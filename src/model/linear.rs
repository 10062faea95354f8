//! Linear quality model defined in JSON
//!
//! ```json
//! {
//!   "name": "enwiki.wp10",
//!   "version": "0.1.0",
//!   "kind": "probability_classifier",
//!   "labels": ["Stub", "Start", "C", "B", "GA", "FA"],
//!   "features": [{"measure": "content_chars", "transform": "log1p"}, {"measure": "ref_tags"}],
//!   "coefficients": {"Stub": [-0.8, -0.2], "Start": [0.1, 0.0], ...},
//!   "intercepts": {"Stub": 4.0, "Start": 1.0, ...}
//! }
//! ```
//!
//! Each label gets a linear score `intercept + coefficients · features`.
//! Probability classifiers report the softmax of those scores; the prediction
//! is the highest-scoring label, first label winning ties.

use super::features::Feature;
use super::traits::{ModelError, ModelKind, QualityModel, Score};
use serde::Deserialize;
use std::collections::{BTreeMap, HashMap};
use std::path::Path;

#[derive(Debug, Deserialize)]
struct LinearModelDefinition {
    name: String,
    #[serde(default)]
    version: Option<String>,
    kind: ModelKind,
    labels: Vec<String>,
    features: Vec<Feature>,
    coefficients: HashMap<String, Vec<f64>>,
    #[serde(default)]
    intercepts: HashMap<String, f64>,
}

/// Multinomial linear classifier over wikitext features
#[derive(Debug, Clone)]
pub struct LinearModel {
    name: String,
    kind: ModelKind,
    labels: Vec<String>,
    features: Vec<Feature>,
    /// One row per label, aligned with `labels`
    weights: Vec<Vec<f64>>,
    intercepts: Vec<f64>,
}

impl LinearModel {
    /// Load a model definition from a JSON file
    pub fn load(path: &Path) -> Result<Self, ModelError> {
        let content = std::fs::read_to_string(path)?;
        Self::from_json(&content)
    }

    /// Parse and validate a JSON model definition
    pub fn from_json(json: &str) -> Result<Self, ModelError> {
        let definition: LinearModelDefinition = serde_json::from_str(json)?;
        Self::from_definition(definition)
    }

    fn from_definition(mut def: LinearModelDefinition) -> Result<Self, ModelError> {
        if def.labels.is_empty() {
            return Err(ModelError::Invalid("model declares no labels".to_string()));
        }

        let mut seen = std::collections::HashSet::new();
        if let Some(dup) = def.labels.iter().find(|l| !seen.insert(l.as_str())) {
            return Err(ModelError::Invalid(format!("duplicate label '{}'", dup)));
        }

        let mut errors = Vec::new();
        let mut weights = Vec::with_capacity(def.labels.len());
        let mut intercepts = Vec::with_capacity(def.labels.len());

        for label in &def.labels {
            match def.coefficients.remove(label) {
                Some(row) if row.len() == def.features.len() => weights.push(row),
                Some(row) => errors.push(format!(
                    "label '{}' has {} coefficients, expected {}",
                    label,
                    row.len(),
                    def.features.len()
                )),
                None => errors.push(format!("label '{}' has no coefficients", label)),
            }
            intercepts.push(def.intercepts.get(label).copied().unwrap_or(0.0));
        }

        let mut unknown: Vec<_> = def.coefficients.keys().cloned().collect();
        unknown.sort();
        for label in unknown {
            errors.push(format!("coefficients given for unknown label '{}'", label));
        }

        if !errors.is_empty() {
            return Err(ModelError::Invalid(errors.join("; ")));
        }

        let name = match def.version {
            Some(version) => format!("{} ({})", def.name, version),
            None => def.name,
        };

        Ok(Self {
            name,
            kind: def.kind,
            labels: def.labels,
            features: def.features,
            weights,
            intercepts,
        })
    }

    fn decision_values(&self, values: &[f64]) -> Vec<f64> {
        self.weights
            .iter()
            .zip(&self.intercepts)
            .map(|(row, bias)| bias + row.iter().zip(values).map(|(w, x)| w * x).sum::<f64>())
            .collect()
    }
}

impl QualityModel for LinearModel {
    fn name(&self) -> &str {
        &self.name
    }

    fn kind(&self) -> ModelKind {
        self.kind
    }

    fn labels(&self) -> &[String] {
        &self.labels
    }

    fn features(&self) -> &[Feature] {
        &self.features
    }

    fn score(&self, values: &[f64]) -> Result<Score, ModelError> {
        if values.len() != self.features.len() {
            return Err(ModelError::Classification(format!(
                "expected {} feature values, got {}",
                self.features.len(),
                values.len()
            )));
        }

        let decision = self.decision_values(values);

        let mut best = 0;
        for (i, v) in decision.iter().enumerate() {
            if !v.is_finite() {
                return Err(ModelError::Classification(format!(
                    "decision value for '{}' is not finite ({})",
                    self.labels[i], v
                )));
            }
            if *v > decision[best] {
                best = i;
            }
        }

        let score = Score::new(self.labels[best].clone());
        if !self.kind.has_probability() {
            return Ok(score);
        }

        // Softmax, shifted by the maximum for numerical stability
        let max = decision[best];
        let exps: Vec<f64> = decision.iter().map(|v| (v - max).exp()).collect();
        let total: f64 = exps.iter().sum();
        let probability: BTreeMap<String, f64> = self
            .labels
            .iter()
            .cloned()
            .zip(exps.iter().map(|e| e / total))
            .collect();

        Ok(score.with_probability(probability))
    }
}
//! Shared utility functions

/// Shorten `s` to at most `max_chars` characters, ending in "..." when cut
pub fn truncate_str(s: &str, max_chars: usize) -> String {
    if s.chars().count() <= max_chars {
        return s.to_string();
    }
    let kept: String = s.chars().take(max_chars.saturating_sub(3)).collect();
    format!("{}...", kept)
}
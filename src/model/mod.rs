//! Quality models and the features they consume

pub mod features;
pub mod linear;
pub mod traits;
pub mod wikitext;

pub use features::{Feature, FeatureError, FeatureSolver, Measure, Transform};
pub use linear::LinearModel;
pub use traits::{ModelError, ModelKind, QualityModel, Score};
pub use wikitext::WikiTextParser;

use std::path::Path;
use std::sync::Arc;

/// Load a model file into a shareable handle
pub fn load_model(path: &Path) -> Result<Arc<dyn QualityModel>, ModelError> {
    let model = LinearModel::load(path)?;
    Ok(Arc::new(model))
}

• [EXERCISE]: Go through the records above and retype each one exactly.

• [EXERCISE RESPONSE]:
filename src/model/linear.rs
repository 10062faea95354f8
//! Linear quality model defined in JSON
//!
//! ```json
//! {
//!   "name": "enwiki.wp10",
//!   "version": "0.1.0",
//!   "kind": "probability_classifier",
//!   "labels": ["Stub", "Start", "C", "B", "GA", "FA"],
//!   "features": [{"measure": "content_chars", "transform": "log1p"}, {"measure": "ref_tags"}],
//!   "coefficients": {"Stub": [-0.8, -0.2], "Start": [0.1, 0.0], ...},
//!   "intercepts": {"Stub": 4.0, "Start": 1.0, ...}
//! }
//! ```
//!
//! Each label gets a linear score `intercept + coefficients · features`.
//! Probability classifiers report the softmax of those scores; the prediction
//! is the highest-scoring label, first label winning ties.

use super::features::Feature;
use super::traits::{ModelError, ModelKind, QualityModel, Score};
use serde::Deserialize;
use std::collections::{BTreeMap, HashMap};
use std::path::Path;

#[derive(Debug, Deserialize)]
struct LinearModelDefinition {
    name: String,
    #[serde(default)]
    version: Option<String>,
    kind: ModelKind,
    labels: Vec<String>,
    features: Vec<Feature>,
    coefficients: HashMap<String, Vec<f64>>,
    #[serde(default)]
    intercepts: HashMap<String, f64>,
}

/// Multinomial linear classifier over wikitext features
#[derive(Debug, Clone)]
pub struct LinearModel {
    name: String,
    kind: ModelKind,
    labels: Vec<String>,
    features: Vec<Feature>,
    /// One row per label, aligned with `labels`
    weights: Vec<Vec<f64>>,
    intercepts: Vec<f64>,
}

impl LinearModel {
    /// Load a model definition from a JSON file
    pub fn load(path: &Path) -> Result<Self, ModelError> {
        let content = std::fs::read_to_string(path)?;
        Self::from_json(&content)
    }

    /// Parse and validate a JSON model definition
    pub fn from_json(json: &str) -> Result<Self, ModelError> {
        let definition: LinearModelDefinition = serde_json::from_str(json)?;
        Self::from_definition(definition)
    }

    fn from_definition(mut def: LinearModelDefinition) -> Result<Self, ModelError> {
        if def.labels.is_empty() {
            return Err(ModelError::Invalid("model declares no labels".to_string()));
        }

        let mut seen = std::collections::HashSet::new();
        if let Some(dup) = def.labels.iter().find(|l| !seen.insert(l.as_str())) {
            return Err(ModelError::Invalid(format!("duplicate label '{}'", dup)));
        }

        let mut errors = Vec::new();
        let mut weights = Vec::with_capacity(def.labels.len());
        let mut intercepts = Vec::with_capacity(def.labels.len());

        for label in &def.labels {
            match def.coefficients.remove(label) {
                Some(row) if row.len() == def.features.len() => weights.push(row),
                Some(row) => errors.push(format!(
                    "label '{}' has {} coefficients, expected {}",
                    label,
                    row.len(),
                    def.features.len()
                )),
                None => errors.push(format!("label '{}' has no coefficients", label)),
            }
            intercepts.push(def.intercepts.get(label).copied().unwrap_or(0.0));
        }

        let mut unknown: Vec<_> = def.coefficients.keys().cloned().collect();
        unknown.sort();
        for label in unknown {
            errors.push(format!("coefficients given for unknown label '{}'", label));
        }

        if !errors.is_empty() {
            return Err(ModelError::Invalid(errors.join("; ")));
        }

        let name = match def.version {
            Some(version) => format!("{} ({})", def.name, version),
            None => def.name,
        };

        Ok(Self {
            name,
            kind: def.kind,
            labels: def.labels,
            features: def.features,
            weights,
            intercepts,
        })
    }

    fn decision_values(&self, values: &[f64]) -> Vec<f64> {
        self.weights
            .iter()
            .zip(&self.intercepts)
            .map(|(row, bias)| bias + row.iter().zip(values).map(|(w, x)| w * x).sum::<f64>())
            .collect()
    }
}

impl QualityModel for LinearModel {
    fn name(&self) -> &str {
        &self.name
    }

    fn kind(&self) -> ModelKind {
        self.kind
    }

    fn labels(&self) -> &[String] {
        &self.labels
    }

    fn features(&self) -> &[Feature] {
        &self.features
    }

    fn score(&self, values: &[f64]) -> Result<Score, ModelError> {
        if values.len() != self.features.len() {
            return Err(ModelError::Classification(format!(
                "expected {} feature values, got {}",
                self.features.len(),
                values.len()
            )));
        }

        let decision = self.decision_values(values);

        let mut best = 0;
        for (i, v) in decision.iter().enumerate() {
            if !v.is_finite() {
                return Err(ModelError::Classification(format!(
                    "decision value for '{}' is not finite ({})",
                    self.labels[i], v
                )));
            }
            if *v > decision[best] {
                best = i;
            }
        }

        let score = Score::new(self.labels[best].clone());
        if !self.kind.has_probability() {
            return Ok(score);
        }

        // Softmax, shifted by the maximum for numerical stability
        let max = decision[best];
        let exps: Vec<f64> = decision.iter().map(|v| (v - max).exp()).collect();
        let total: f64 = exps.iter().sum();
        let probability: BTreeMap<String, f64> = self
            .labels
            .iter()
            .cloned()
            .zip(exps.iter().map(|e| e / total))
            .collect();

        Ok(score.with_probability(probability))
    }
}
//! Shared utility functions

/// Shorten `s` to at most `max_chars` characters, ending in "..." when cut
pub fn truncate_str(s: &str, max_chars: usize) -> String {
    if s.chars().count() <= max_chars {
        return s.to_string();
    }
    let kept: String = s.chars().take(max_chars.saturating_sub(3)).collect();
    format!("{}...", kept)
}
filename src/model/mod.rs
//! Quality models and the features they consume

pub mod features;
pub mod linear;
pub mod traits;
pub mod wikitext;

pub use features::{Feature, FeatureError, FeatureSolver, Measure, Transform};
pub use linear::LinearModel;
pub use traits::{ModelError, ModelKind, QualityModel, Score};
pub use wikitext::WikiTextParser;

use std::path::Path;
use std::sync::Arc;

/// Load a model file into a shareable handle
pub fn load_model(path: &Path) -> Result<Arc<dyn QualityModel>, ModelError> {
    let model = LinearModel::load(path)?;
    Ok(Arc::new(model))
}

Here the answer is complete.